Results of this real-world study indicate that persons with AML who are in the lowest SES group are associated with increased mortality risk, and this association persists across recent time periods. Race and ethnicity were not associated with survival in this study, although sample size was limited for some groups. Despite introduction of new therapeutic options and an increased utilization of less intensive therapies, we did not observe an increase in the overall proportion of patients with AML receiving first-line treatment. Additionally, we observed no improvement in survival outcomes across these time periods in a predominantly community-based setting. Our study adds to the growing evidence on the complex health inequities in AML and supports the persistent need for tolerable and accessible therapy to improve OS in AML. Future strategies and policies are urgently needed to offset the adverse effects of low SES to further improve outcomes for all patients with AML.

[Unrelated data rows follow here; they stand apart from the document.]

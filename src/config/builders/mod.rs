//! # 配置构建器模块
//!
//! 提供所有配置类型的构建器实现，支持链式调用和严格验证

pub mod datasource_builder;
pub mod logging_builder;
pub mod pool_builder;
pub mod router_builder;

pub use datasource_builder::DataSourceConfigBuilder;
pub use logging_builder::LoggingConfigBuilder;
pub use pool_builder::PoolConfigBuilder;
pub use router_builder::RouterConfigBuilder;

Disclosures: Guinter: Flatiron Health Inc: Current Employment; Roche: Current equity holder in publicly-traded company. Kerr: Flatiron Health Inc.: Current Employment; Roche: Current equity holder in publicly-traded company. Calip: Roche: Current equity holder in publicly-traded company; Flatiron Health Inc.: Current Employment. Kumar: Flatiron Health Inc.: Current Employment; Roche: Current equity holder in publicly-traded company. Sawas: Flatiron Health Inc.: Current Employment; Seagen: Consultancy, Speakers Bureau; Roche: Current equity holder in publicly-traded company; Acrotech Biopharma: Consultancy, Speakers Bureau; Daiichi Sankyo: Speakers Bureau; Affimed: Research Funding.